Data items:
================
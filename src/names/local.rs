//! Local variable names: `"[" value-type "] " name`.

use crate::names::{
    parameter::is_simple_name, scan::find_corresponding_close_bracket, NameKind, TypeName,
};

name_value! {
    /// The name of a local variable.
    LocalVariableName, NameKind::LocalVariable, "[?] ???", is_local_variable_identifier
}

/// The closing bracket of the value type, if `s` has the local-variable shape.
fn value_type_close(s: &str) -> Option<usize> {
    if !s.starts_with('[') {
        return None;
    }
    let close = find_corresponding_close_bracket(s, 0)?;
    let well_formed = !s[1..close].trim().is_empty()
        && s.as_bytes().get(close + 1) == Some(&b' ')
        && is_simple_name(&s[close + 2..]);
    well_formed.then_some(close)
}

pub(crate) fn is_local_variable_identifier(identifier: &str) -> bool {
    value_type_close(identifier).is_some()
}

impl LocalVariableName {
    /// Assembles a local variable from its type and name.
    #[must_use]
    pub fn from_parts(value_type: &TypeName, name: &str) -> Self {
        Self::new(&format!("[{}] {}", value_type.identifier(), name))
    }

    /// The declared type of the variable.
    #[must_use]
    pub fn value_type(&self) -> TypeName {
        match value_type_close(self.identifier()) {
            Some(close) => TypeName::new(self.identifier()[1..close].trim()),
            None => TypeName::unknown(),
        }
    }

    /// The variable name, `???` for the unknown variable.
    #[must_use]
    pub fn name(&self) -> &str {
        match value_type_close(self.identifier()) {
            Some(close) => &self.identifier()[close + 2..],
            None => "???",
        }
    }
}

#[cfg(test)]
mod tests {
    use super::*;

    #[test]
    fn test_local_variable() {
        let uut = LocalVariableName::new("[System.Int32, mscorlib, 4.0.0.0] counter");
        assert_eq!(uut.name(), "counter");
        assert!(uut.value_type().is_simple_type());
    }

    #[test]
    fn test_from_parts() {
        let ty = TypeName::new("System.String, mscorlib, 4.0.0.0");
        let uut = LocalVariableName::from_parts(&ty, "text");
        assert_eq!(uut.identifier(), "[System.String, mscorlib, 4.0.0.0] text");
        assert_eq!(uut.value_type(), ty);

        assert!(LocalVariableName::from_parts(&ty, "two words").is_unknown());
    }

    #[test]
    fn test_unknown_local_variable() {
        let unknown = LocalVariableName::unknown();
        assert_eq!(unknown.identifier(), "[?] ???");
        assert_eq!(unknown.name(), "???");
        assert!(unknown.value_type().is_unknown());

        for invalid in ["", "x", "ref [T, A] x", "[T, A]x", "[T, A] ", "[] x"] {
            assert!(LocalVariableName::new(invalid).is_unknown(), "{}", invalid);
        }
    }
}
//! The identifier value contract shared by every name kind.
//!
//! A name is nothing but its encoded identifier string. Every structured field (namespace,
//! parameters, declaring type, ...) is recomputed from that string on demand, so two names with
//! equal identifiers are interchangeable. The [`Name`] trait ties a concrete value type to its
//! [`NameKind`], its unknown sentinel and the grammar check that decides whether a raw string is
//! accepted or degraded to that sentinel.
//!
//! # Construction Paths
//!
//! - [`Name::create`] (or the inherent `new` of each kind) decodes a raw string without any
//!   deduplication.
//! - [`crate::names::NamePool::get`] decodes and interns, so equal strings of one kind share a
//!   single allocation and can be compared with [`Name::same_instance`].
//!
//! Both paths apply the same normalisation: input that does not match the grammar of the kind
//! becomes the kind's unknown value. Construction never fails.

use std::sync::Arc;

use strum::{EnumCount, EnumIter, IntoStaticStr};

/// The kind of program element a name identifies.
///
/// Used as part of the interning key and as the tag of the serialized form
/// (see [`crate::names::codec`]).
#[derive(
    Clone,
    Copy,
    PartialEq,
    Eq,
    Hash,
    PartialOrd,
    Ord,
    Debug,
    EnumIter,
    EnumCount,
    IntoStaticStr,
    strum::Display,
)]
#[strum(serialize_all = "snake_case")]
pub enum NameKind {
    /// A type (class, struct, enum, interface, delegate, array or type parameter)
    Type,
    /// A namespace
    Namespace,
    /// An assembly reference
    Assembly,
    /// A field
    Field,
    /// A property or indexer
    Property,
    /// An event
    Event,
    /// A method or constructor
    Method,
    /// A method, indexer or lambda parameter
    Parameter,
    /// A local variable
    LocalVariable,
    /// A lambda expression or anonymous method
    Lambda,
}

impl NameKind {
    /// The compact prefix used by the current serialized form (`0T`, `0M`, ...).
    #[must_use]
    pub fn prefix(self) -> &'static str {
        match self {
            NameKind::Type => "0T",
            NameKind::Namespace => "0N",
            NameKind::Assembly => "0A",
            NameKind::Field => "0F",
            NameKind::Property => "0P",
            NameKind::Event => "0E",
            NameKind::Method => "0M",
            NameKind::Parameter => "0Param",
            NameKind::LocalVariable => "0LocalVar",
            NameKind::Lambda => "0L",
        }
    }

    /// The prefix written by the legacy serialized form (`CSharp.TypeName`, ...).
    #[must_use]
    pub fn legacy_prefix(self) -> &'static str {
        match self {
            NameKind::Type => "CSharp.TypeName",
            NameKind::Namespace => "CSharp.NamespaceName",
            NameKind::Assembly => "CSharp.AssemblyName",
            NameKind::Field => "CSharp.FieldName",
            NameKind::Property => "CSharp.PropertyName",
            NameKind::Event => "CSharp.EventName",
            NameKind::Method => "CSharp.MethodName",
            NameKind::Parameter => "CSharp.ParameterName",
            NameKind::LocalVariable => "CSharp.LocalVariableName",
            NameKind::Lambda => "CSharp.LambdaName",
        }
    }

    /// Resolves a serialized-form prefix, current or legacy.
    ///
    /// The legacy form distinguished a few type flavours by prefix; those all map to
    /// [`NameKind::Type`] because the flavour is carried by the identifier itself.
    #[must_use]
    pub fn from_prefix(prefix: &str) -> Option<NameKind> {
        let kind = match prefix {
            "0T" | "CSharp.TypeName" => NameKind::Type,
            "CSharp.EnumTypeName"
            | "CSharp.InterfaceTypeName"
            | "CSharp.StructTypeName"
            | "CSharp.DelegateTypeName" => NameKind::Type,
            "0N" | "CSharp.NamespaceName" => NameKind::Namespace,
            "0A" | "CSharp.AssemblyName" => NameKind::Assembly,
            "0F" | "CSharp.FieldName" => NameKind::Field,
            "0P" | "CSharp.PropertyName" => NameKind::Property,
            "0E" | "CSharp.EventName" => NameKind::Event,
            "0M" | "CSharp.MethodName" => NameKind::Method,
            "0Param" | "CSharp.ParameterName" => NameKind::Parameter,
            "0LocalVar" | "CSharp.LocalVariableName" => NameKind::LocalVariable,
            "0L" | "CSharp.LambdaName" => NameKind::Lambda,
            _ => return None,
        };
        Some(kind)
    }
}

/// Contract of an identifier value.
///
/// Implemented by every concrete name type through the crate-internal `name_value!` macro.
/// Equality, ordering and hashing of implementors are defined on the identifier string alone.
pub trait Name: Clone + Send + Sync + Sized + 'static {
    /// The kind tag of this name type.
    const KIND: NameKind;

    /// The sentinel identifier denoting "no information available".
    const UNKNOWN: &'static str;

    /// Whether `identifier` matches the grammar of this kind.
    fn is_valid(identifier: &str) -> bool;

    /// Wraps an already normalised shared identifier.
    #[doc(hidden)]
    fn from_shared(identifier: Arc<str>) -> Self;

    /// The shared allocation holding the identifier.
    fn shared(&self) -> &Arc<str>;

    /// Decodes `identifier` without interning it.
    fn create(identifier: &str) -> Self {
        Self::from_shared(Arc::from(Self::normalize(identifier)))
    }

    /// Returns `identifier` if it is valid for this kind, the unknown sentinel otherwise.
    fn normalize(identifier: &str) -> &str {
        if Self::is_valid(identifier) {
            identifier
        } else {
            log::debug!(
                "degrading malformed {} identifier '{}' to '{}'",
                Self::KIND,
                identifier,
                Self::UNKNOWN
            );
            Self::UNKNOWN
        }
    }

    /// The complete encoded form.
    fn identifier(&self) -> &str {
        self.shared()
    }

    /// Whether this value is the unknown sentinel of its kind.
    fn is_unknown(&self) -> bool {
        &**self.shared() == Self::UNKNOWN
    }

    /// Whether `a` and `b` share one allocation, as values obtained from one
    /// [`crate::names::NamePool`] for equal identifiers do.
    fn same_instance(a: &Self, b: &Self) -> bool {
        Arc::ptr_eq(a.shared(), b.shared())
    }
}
================
Exercise objective: Please output only the lines from the first line of the entries through the line with "pub fn name(&self)", both included, exactly as written.

The answer:
filename src/names/local.rs
//! Local variable names: `"[" value-type "] " name`.

use crate::names::{
    parameter::is_simple_name, scan::find_corresponding_close_bracket, NameKind, TypeName,
};

name_value! {
    /// The name of a local variable.
    LocalVariableName, NameKind::LocalVariable, "[?] ???", is_local_variable_identifier
}

/// The closing bracket of the value type, if `s` has the local-variable shape.
fn value_type_close(s: &str) -> Option<usize> {
    if !s.starts_with('[') {
        return None;
    }
    let close = find_corresponding_close_bracket(s, 0)?;
    let well_formed = !s[1..close].trim().is_empty()
        && s.as_bytes().get(close + 1) == Some(&b' ')
        && is_simple_name(&s[close + 2..]);
    well_formed.then_some(close)
}

pub(crate) fn is_local_variable_identifier(identifier: &str) -> bool {
    value_type_close(identifier).is_some()
}

impl LocalVariableName {
    /// Assembles a local variable from its type and name.
    #[must_use]
    pub fn from_parts(value_type: &TypeName, name: &str) -> Self {
        Self::new(&format!("[{}] {}", value_type.identifier(), name))
    }

    /// The declared type of the variable.
    #[must_use]
    pub fn value_type(&self) -> TypeName {
        match value_type_close(self.identifier()) {
            Some(close) => TypeName::new(self.identifier()[1..close].trim()),
            None => TypeName::unknown(),
        }
    }

    /// The variable name, `???` for the unknown variable.
    #[must_use]
    pub fn name(&self) -> &str {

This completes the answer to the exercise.